Sixty-hertz stimulation improves bradykinesia and amplifies subthalamic low-frequency oscillations. Movement disorders Blumenfeld, Z., Koop, M. M., Prieto, T. E., Shreve, L. A., Velisar, A., Quinn, E. J., Trager, M. H., Brontë-Stewart, H. 2017; 32 (1): 80-88

Abstract

The objective of this study was to investigate the hypothesis that attenuation of subthalamic nucleus (STN) alpha-/beta-band oscillations is causal to improvement in bradykinesia.STN local field potentials from a sensing neurostimulator (Activa(®) PC+S; Medtronic, Inc.) and kinematics from wearable sensors were recorded simultaneously during 60- and 140-Hz deep brain stimulation (DBS) in 9 freely moving PD subjects (15 STNs) performing repetitive wrist flexion-extension.
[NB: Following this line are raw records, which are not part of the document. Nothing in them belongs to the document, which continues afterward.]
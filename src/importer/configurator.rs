use std::cmp::Ordering;
use std::collections::BTreeMap;

use crate::config::Vocabulary;
use crate::majors::extract_code_prefix;
use crate::models::{CategoryId, CourseRecord, SemesterId};
use crate::store::{CourseStore, StoreResult};

/// Ids of the axes created by [`configure_axes`]
#[derive(Debug, Clone, Default, PartialEq)]
pub struct AxisLayout {
    /// Regular semesters keyed by `(year, semester)`
    pub semesters: BTreeMap<(String, String), SemesterId>,
    /// Trailing seasonal/off-curriculum semester, if any record needed it
    pub seasonal: Option<SemesterId>,
    /// Created categories in creation order
    pub categories: Vec<(String, CategoryId)>,
}

/// Record goes into the single seasonal semester instead of a regular one
pub fn is_seasonal_record(record: &CourseRecord, vocab: &Vocabulary) -> bool {
    vocab.is_military_year(&record.year) || vocab.is_seasonal_semester(&record.semester)
}

/// Name of the category a prefixed major record belongs to
pub fn major_category_name(prefix: &str, record: &CourseRecord) -> String {
    format!("{} {}", prefix, record.category_label())
}

/// Numbers ascending, then anything non-numeric by string
fn compare_term_token(a: &str, b: &str) -> Ordering {
    match (a.parse::<u32>(), b.parse::<u32>()) {
        (Ok(x), Ok(y)) => x.cmp(&y),
        (Ok(_), Err(_)) => Ordering::Less,
        (Err(_), Ok(_)) => Ordering::Greater,
        (Err(_), Err(_)) => a.cmp(b),
    }
}

/// Replace the store's semester and category axes with ones derived from `records`
///
/// Existing semesters and categories are removed first; there is no merge.
pub fn configure_axes<S: CourseStore + ?Sized>(
    store: &mut S,
    records: &[CourseRecord],
    vocab: &Vocabulary,
) -> StoreResult<AxisLayout> {
    let old_semesters: Vec<SemesterId> = store.semesters().iter().map(|s| s.id.clone()).collect();
    for id in &old_semesters {
        store.remove_semester(id)?;
    }
    let old_categories: Vec<CategoryId> = store.categories().iter().map(|c| c.id.clone()).collect();
    for id in &old_categories {
        store.remove_category(id)?;
    }

    let mut layout = AxisLayout::default();

    // Semester axis
    let mut terms: Vec<(String, String)> = Vec::new();
    let mut has_seasonal = false;
    let mut has_military = false;
    for record in records {
        if vocab.is_military_year(&record.year) {
            has_military = true;
            has_seasonal = true;
        } else if vocab.is_seasonal_semester(&record.semester) {
            has_seasonal = true;
        } else {
            let key = (record.year.trim().to_string(), record.semester.trim().to_string());
            if !terms.contains(&key) {
                terms.push(key);
            }
        }
    }
    terms.sort_by(|a, b| {
        compare_term_token(&a.0, &b.0).then_with(|| compare_term_token(&a.1, &b.1))
    });

    for (year, semester) in terms {
        let id = store.add_semester(&vocab.semester_name(&year, &semester))?;
        layout.semesters.insert((year, semester), id);
    }
    if has_seasonal {
        let name = if has_military {
            &vocab.merged_seasonal_semester_name
        } else {
            &vocab.seasonal_semester_name
        };
        layout.seasonal = Some(store.add_semester(name)?);
    }

    // Category axis
    let mut non_major: Vec<String> = Vec::new();
    let mut prefixed: Vec<String> = Vec::new();
    let mut literal_major: Vec<String> = Vec::new();
    let push_unique = |names: &mut Vec<String>, name: String| {
        if !names.contains(&name) {
            names.push(name);
        }
    };

    for record in records {
        let category = record.category.trim();
        if category.is_empty() {
            continue;
        }
        if !vocab.is_major_category(category) {
            push_unique(&mut non_major, category.to_string());
            continue;
        }
        let prefix = extract_code_prefix(&record.course_code);
        if prefix.is_empty() {
            push_unique(&mut literal_major, category.to_string());
        } else {
            push_unique(&mut prefixed, major_category_name(&prefix, record));
        }
    }
    push_unique(&mut non_major, vocab.general_elective.clone());

    // Group prefixed names by prefix while keeping first-seen order within each prefix
    let mut prefix_order: Vec<&str> = Vec::new();
    for name in &prefixed {
        let prefix = name.split(' ').next().unwrap_or_default();
        if !prefix_order.contains(&prefix) {
            prefix_order.push(prefix);
        }
    }
    let prefixed_grouped: Vec<&String> = prefix_order
        .iter()
        .flat_map(|p| prefixed.iter().filter(move |n| n.split(' ').next() == Some(*p)))
        .collect();

    for name in &non_major {
        let id = store.add_category(name, 0.0, false)?;
        layout.categories.push((name.clone(), id));
    }
    for name in prefixed_grouped.into_iter().chain(literal_major.iter()) {
        if layout.categories.iter().any(|(existing, _)| existing == name) {
            continue;
        }
        let id = store.add_category(name, 0.0, true)?;
        layout.categories.push((name.clone(), id));
    }

    tracing::info!(
        semesters = layout.semesters.len() + usize::from(layout.seasonal.is_some()),
        categories = layout.categories.len(),
        "Configured planner axes"
    );
    Ok(layout)
}

#[cfg(test)]
mod tests {
    use super::*;
    use crate::store::InMemoryStore;

    fn record(year: &str, semester: &str, code: &str, category: &str, sub: &str) -> CourseRecord {
        CourseRecord {
            line_number: 1,
            year: year.to_string(),
            semester: semester.to_string(),
            course_code: code.to_string(),
            course_name: "과목".to_string(),
            category: category.to_string(),
            subcategory: sub.to_string(),
            credits: 3.0,
            score: Some(90.0),
            letter_grade: "A0".to_string(),
            number_grade: 4.0,
            is_retake: false,
        }
    }

    fn semester_names(store: &InMemoryStore) -> Vec<&str> {
        store.semesters().iter().map(|s| s.name.as_str()).collect()
    }

    fn category_names(store: &InMemoryStore) -> Vec<&str> {
        store.categories().iter().map(|c| c.name.as_str()).collect()
    }

    #[test]
    fn test_semesters_in_chronological_order() {
        let mut store = InMemoryStore::new();
        let records = vec![
            record("2021", "1", "A1", "교양", ""),
            record("2020", "2", "A1", "교양", ""),
            record("2020", "10", "A1", "교양", ""),
            record("2020", "1", "A1", "교양", ""),
            record("2020", "2", "A1", "교양", ""),
        ];

        let layout = configure_axes(&mut store, &records, &Vocabulary::default()).unwrap();
        assert_eq!(
            semester_names(&store),
            vec!["2020년 1학기", "2020년 2학기", "2020년 10학기", "2021년 1학기"]
        );
        assert_eq!(layout.semesters.len(), 4);
        assert!(layout.seasonal.is_none());
    }

    #[test]
    fn test_seasonal_and_military_merge_into_one_semester() {
        let mut store = InMemoryStore::new();
        let records = vec![
            record("2020", "1", "A1", "교양", ""),
            record("2020", "여름계절", "A1", "교양", ""),
            record("군복무중이수", "계절", "MIL1", "교양", ""),
        ];

        let layout = configure_axes(&mut store, &records, &Vocabulary::default()).unwrap();
        assert_eq!(semester_names(&store), vec!["2020년 1학기", "계절/군학점"]);
        assert!(layout.seasonal.is_some());
    }

    #[test]
    fn test_seasonal_only_semester_name() {
        let mut store = InMemoryStore::new();
        let records = vec![record("2020", "겨울계절", "A1", "교양", "")];
        configure_axes(&mut store, &records, &Vocabulary::default()).unwrap();
        assert_eq!(semester_names(&store), vec!["계절학기"]);
    }

    #[test]
    fn test_category_axis_layout() {
        let mut store = InMemoryStore::new();
        let records = vec![
            record("2020", "1", "COMP101", "전공", "전공필수"),
            record("2020", "1", "GEKS001", "교양", ""),
            record("2020", "1", "MATH101", "전공", ""),
            record("2020", "1", "COMP102", "전공", "전공선택"),
            record("2020", "1", "101", "전공기초", ""),
            record("2020", "1", "COMP103", "전공", "전공필수"),
        ];

        let layout = configure_axes(&mut store, &records, &Vocabulary::default()).unwrap();
        assert_eq!(
            category_names(&store),
            vec!["교양", "일반선택", "COMP 전공필수", "COMP 전공선택", "MATH 전공", "전공기초"]
        );
        assert_eq!(layout.categories.len(), 6);

        let majors: Vec<bool> = store.categories().iter().map(|c| c.is_major).collect();
        assert_eq!(majors, vec![false, false, true, true, true, true]);
    }

    #[test]
    fn test_existing_axes_are_replaced() {
        let mut store = InMemoryStore::new();
        store.add_semester("Semester 1").unwrap();
        store.add_category("Old", 12.0, false).unwrap();

        configure_axes(&mut store, &[record("2020", "1", "A1", "교양", "")], &Vocabulary::default())
            .unwrap();
        assert_eq!(semester_names(&store), vec!["2020년 1학기"]);
        assert_eq!(category_names(&store), vec!["교양", "일반선택"]);
    }

    #[test]
    fn test_compare_term_token() {
        assert_eq!(compare_term_token("2", "10"), Ordering::Less);
        assert_eq!(compare_term_token("10", "가을"), Ordering::Less);
        assert_eq!(compare_term_token("가을", "2"), Ordering::Greater);
    }
}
Kinematics were recorded during 20-Hz DBS in a subgroup.Both 60- and 140-Hz DBS improved the angular velocity and frequency of movement (P = 0.002 and P = 0.029, respectively, for 60 Hz; P < 0.001 and P < 0.001, respectively, for 140 Hz), but 60-Hz DBS did not attenuate beta-band power (13-30 Hz). In fact, 60-Hz DBS amplified alpha/low-beta (11-15 Hz, P = 0.007) and attenuated high-beta power (19-27 Hz, P < 0.001), whereas 140-Hz DBS broadly attenuated beta power (15-30 Hz, P < 0.001). Only 60-Hz DBS improved the regularity of angular range (P = 0.046) and 20-Hz DBS did not worsen bradykinesia. There was no correlation between beta-power modulation and bradykinesia.These novel results obtained from freely moving PD subjects demonstrated that both 140- and 60-Hz DBS improved bradykinesia and attenuated high beta oscillations; however, 60-Hz DBS amplified a subband of alpha/low-beta oscillations, and DBS at a beta-band frequency did not worsen bradykinesia. Based on recent literature, we suggest that both 140- and 60-Hz DBS decouple the cortico-STN hyperdirect pathway, whereas 60-Hz DBS increases coupling within striato-STN circuitry. These results inform future algorithms for closed-loop DBS in PD. © 2016 International Parkinson and Movement Disorder Society.